## YOUR OBJECTIVE
Only a number is expected: how many lines in the data below contain the word "const".

## DATA

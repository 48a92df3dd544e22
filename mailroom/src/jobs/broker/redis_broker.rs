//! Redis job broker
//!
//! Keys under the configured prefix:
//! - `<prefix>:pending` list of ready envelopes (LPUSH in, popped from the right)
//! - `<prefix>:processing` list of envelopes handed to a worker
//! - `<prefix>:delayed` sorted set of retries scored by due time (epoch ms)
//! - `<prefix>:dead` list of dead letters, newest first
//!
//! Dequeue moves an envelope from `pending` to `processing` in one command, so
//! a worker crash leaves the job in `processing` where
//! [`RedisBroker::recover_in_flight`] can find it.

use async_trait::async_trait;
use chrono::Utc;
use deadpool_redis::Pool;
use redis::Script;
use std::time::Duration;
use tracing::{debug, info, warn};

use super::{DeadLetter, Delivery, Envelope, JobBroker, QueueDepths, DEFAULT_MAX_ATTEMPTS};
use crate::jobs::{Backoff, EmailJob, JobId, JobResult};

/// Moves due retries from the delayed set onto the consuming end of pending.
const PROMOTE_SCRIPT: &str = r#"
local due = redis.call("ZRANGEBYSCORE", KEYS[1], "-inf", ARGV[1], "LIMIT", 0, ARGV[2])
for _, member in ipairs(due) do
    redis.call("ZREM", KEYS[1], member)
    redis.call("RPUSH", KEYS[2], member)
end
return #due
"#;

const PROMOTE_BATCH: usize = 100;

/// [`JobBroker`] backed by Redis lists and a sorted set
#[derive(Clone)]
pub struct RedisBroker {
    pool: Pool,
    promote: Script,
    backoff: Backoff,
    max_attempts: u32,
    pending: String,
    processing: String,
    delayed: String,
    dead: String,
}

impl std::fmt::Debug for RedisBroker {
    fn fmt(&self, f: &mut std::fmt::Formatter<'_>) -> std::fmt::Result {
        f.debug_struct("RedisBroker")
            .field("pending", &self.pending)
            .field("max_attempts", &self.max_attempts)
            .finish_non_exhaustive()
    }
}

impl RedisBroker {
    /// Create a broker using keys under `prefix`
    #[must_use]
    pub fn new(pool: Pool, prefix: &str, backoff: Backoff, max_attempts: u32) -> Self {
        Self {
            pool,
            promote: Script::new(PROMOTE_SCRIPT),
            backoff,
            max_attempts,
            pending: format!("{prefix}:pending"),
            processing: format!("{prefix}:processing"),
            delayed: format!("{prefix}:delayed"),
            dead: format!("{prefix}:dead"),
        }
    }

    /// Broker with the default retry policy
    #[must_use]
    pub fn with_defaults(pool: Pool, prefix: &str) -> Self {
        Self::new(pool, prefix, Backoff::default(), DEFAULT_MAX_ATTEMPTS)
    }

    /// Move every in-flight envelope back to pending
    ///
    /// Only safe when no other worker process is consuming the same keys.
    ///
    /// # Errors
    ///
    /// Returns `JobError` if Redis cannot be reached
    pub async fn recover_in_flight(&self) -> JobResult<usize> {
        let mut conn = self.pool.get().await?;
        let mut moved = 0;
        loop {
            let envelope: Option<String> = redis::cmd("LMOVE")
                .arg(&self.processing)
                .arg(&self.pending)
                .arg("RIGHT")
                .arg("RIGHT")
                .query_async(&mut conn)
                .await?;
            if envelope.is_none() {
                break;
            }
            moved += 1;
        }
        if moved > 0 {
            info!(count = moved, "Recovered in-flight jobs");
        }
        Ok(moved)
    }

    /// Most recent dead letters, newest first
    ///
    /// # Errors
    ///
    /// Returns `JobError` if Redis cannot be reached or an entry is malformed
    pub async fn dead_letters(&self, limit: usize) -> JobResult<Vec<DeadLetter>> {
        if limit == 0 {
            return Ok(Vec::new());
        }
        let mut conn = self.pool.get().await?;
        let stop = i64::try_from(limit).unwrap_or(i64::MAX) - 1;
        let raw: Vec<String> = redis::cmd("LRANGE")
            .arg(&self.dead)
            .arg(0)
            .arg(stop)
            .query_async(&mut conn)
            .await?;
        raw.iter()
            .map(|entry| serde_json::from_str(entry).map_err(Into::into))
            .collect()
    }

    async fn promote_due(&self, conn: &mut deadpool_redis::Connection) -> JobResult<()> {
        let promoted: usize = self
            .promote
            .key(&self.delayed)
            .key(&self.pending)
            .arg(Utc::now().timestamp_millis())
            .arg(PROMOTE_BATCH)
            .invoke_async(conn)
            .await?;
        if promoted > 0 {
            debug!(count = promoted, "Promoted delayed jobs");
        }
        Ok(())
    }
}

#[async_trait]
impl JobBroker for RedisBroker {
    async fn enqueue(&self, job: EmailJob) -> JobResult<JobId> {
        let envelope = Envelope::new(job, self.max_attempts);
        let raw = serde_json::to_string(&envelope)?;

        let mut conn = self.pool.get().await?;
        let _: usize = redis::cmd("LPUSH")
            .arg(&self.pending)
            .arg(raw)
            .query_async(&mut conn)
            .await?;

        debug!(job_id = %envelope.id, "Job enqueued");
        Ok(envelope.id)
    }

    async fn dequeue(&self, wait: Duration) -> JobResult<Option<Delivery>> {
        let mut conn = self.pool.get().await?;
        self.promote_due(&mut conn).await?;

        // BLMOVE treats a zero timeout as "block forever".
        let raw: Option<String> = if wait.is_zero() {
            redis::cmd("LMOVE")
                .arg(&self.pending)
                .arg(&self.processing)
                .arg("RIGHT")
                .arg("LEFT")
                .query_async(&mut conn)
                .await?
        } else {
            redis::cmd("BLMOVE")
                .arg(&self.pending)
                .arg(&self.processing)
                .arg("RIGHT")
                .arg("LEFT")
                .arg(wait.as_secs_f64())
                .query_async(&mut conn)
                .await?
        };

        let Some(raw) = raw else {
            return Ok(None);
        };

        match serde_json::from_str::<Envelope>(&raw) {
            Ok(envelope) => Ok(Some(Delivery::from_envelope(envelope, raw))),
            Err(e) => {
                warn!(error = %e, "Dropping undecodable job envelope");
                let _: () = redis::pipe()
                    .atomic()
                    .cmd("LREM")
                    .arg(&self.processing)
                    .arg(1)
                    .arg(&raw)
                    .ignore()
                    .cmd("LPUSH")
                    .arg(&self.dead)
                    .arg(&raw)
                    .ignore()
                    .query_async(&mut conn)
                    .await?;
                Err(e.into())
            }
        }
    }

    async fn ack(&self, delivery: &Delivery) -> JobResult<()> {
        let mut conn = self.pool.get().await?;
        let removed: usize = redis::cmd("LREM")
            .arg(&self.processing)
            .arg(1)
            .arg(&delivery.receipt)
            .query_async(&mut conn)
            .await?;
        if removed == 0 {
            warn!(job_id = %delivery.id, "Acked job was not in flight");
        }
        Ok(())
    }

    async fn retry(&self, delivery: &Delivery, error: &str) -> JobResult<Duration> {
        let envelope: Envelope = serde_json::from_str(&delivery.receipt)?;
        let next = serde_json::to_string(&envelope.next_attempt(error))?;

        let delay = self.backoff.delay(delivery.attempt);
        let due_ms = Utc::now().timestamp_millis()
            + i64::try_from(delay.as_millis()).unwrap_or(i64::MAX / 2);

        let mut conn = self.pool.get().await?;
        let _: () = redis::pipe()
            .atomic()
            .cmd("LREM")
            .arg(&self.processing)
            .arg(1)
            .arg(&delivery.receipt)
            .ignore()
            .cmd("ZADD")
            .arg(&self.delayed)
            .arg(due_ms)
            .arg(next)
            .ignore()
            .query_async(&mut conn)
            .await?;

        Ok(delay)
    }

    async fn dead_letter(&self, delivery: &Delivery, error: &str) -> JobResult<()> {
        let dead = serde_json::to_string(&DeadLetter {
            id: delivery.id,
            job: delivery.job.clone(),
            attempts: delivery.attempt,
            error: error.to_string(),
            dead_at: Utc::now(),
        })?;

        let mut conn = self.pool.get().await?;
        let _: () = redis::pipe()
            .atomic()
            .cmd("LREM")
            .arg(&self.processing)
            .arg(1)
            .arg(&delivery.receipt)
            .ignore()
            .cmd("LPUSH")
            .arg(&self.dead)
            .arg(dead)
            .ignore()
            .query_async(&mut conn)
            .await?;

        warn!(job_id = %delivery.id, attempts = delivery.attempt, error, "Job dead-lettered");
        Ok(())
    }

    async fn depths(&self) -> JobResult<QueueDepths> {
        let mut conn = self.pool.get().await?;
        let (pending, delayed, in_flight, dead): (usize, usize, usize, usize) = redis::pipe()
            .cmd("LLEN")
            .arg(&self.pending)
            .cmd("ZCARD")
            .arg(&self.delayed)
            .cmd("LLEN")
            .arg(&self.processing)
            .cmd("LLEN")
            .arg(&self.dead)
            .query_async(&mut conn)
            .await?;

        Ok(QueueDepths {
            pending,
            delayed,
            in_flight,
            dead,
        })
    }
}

## EXERCISE OUTPUT
2